____ Records shown

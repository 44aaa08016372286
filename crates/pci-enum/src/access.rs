//! Configuration-space accessors.
//!
//! The engine never touches hardware directly; every register access goes through
//! [`ConfigAccess`]. [`Mechanism1`] implements it on top of the legacy `0xCF8`/`0xCFC` port pair,
//! and platforms with ECAM or a simulated bus provide their own implementations.

use crate::error::{PciError, Result};
use crate::regs::CONFIG_SPACE_SIZE;
use crate::PciBdf;

pub const CONFIG_ADDRESS_PORT: u16 = 0xCF8;
pub const CONFIG_DATA_PORT: u16 = 0xCFC;

const CONFIG_ADDRESS_ENABLE: u32 = 0x8000_0000;

#[derive(Clone, Copy, Debug, Eq, PartialEq, Hash)]
pub enum AccessWidth {
    Byte,
    Word,
    Dword,
}

impl AccessWidth {
    pub const fn bytes(self) -> u16 {
        match self {
            Self::Byte => 1,
            Self::Word => 2,
            Self::Dword => 4,
        }
    }

    pub const fn mask(self) -> u32 {
        match self {
            Self::Byte => 0xFF,
            Self::Word => 0xFFFF,
            Self::Dword => 0xFFFF_FFFF,
        }
    }
}

impl TryFrom<u8> for AccessWidth {
    type Error = PciError;

    fn try_from(size: u8) -> Result<Self> {
        match size {
            1 => Ok(Self::Byte),
            2 => Ok(Self::Word),
            4 => Ok(Self::Dword),
            _ => Err(PciError::InvalidRequest("config access width must be 1, 2 or 4")),
        }
    }
}

/// Validates a config-space access: in-range BDF, naturally aligned, inside the 256-byte header.
pub fn check_access(bdf: PciBdf, offset: u16, width: AccessWidth) -> Result<()> {
    if !bdf.is_valid() {
        return Err(PciError::InvalidRequest("device or function number out of range"));
    }
    if offset % width.bytes() != 0 {
        return Err(PciError::InvalidRequest("unaligned config access"));
    }
    if offset + width.bytes() > CONFIG_SPACE_SIZE {
        return Err(PciError::InvalidRequest("config access beyond the header"));
    }
    Ok(())
}

/// Byte/word/dword access to a function's configuration registers.
///
/// Reads of an absent function return all-ones, as on real hardware; an `Err` means the access
/// itself failed.
pub trait ConfigAccess {
    fn read(&mut self, bdf: PciBdf, offset: u16, width: AccessWidth) -> Result<u32>;

    fn write(&mut self, bdf: PciBdf, offset: u16, width: AccessWidth, value: u32) -> Result<()>;

    fn read_u8(&mut self, bdf: PciBdf, offset: u16) -> Result<u8> {
        Ok(self.read(bdf, offset, AccessWidth::Byte)? as u8)
    }

    fn read_u16(&mut self, bdf: PciBdf, offset: u16) -> Result<u16> {
        Ok(self.read(bdf, offset, AccessWidth::Word)? as u16)
    }

    fn read_u32(&mut self, bdf: PciBdf, offset: u16) -> Result<u32> {
        self.read(bdf, offset, AccessWidth::Dword)
    }

    fn write_u8(&mut self, bdf: PciBdf, offset: u16, value: u8) -> Result<()> {
        self.write(bdf, offset, AccessWidth::Byte, u32::from(value))
    }

    fn write_u16(&mut self, bdf: PciBdf, offset: u16, value: u16) -> Result<()> {
        self.write(bdf, offset, AccessWidth::Word, u32::from(value))
    }

    fn write_u32(&mut self, bdf: PciBdf, offset: u16, value: u32) -> Result<()> {
        self.write(bdf, offset, AccessWidth::Dword, value)
    }
}

impl<T: ConfigAccess + ?Sized> ConfigAccess for &mut T {
    fn read(&mut self, bdf: PciBdf, offset: u16, width: AccessWidth) -> Result<u32> {
        (**self).read(bdf, offset, width)
    }

    fn write(&mut self, bdf: PciBdf, offset: u16, width: AccessWidth, value: u32) -> Result<()> {
        (**self).write(bdf, offset, width, value)
    }
}

/// Raw x86 port I/O, supplied by the platform.
pub trait PortIo {
    fn read(&mut self, port: u16, width: AccessWidth) -> u32;
    fn write(&mut self, port: u16, width: AccessWidth, value: u32);
}

/// PCI Configuration Mechanism #1 (`0xCF8` address latch, `0xCFC..=0xCFF` data window).
#[derive(Debug)]
pub struct Mechanism1<P> {
    ports: P,
}

impl<P: PortIo> Mechanism1<P> {
    pub fn new(ports: P) -> Self {
        Self { ports }
    }

    pub fn ports(&self) -> &P {
        &self.ports
    }

    pub fn ports_mut(&mut self) -> &mut P {
        &mut self.ports
    }

    pub fn into_inner(self) -> P {
        self.ports
    }

    /// Encodes the value latched into `0xCF8` for a register access.
    pub const fn config_address(bdf: PciBdf, offset: u16) -> u32 {
        CONFIG_ADDRESS_ENABLE
            | ((bdf.bus as u32) << 16)
            | (((bdf.device & 0x1f) as u32) << 11)
            | (((bdf.function & 0x7) as u32) << 8)
            | ((offset & 0xFC) as u32)
    }

    fn select(&mut self, bdf: PciBdf, offset: u16) -> u16 {
        self.ports.write(
            CONFIG_ADDRESS_PORT,
            AccessWidth::Dword,
            Self::config_address(bdf, offset),
        );
        CONFIG_DATA_PORT + (offset & 0x3)
    }
}

impl<P: PortIo> ConfigAccess for Mechanism1<P> {
    fn read(&mut self, bdf: PciBdf, offset: u16, width: AccessWidth) -> Result<u32> {
        check_access(bdf, offset, width)?;
        let port = self.select(bdf, offset);
        Ok(self.ports.read(port, width) & width.mask())
    }

    fn write(&mut self, bdf: PciBdf, offset: u16, width: AccessWidth, value: u32) -> Result<()> {
        check_access(bdf, offset, width)?;
        let port = self.select(bdf, offset);
        self.ports.write(port, width, value & width.mask());
        Ok(())
    }
}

________

In the entries above, identify every line with the string "trait".

pub trait ConfigAccess {
pub trait PortIo {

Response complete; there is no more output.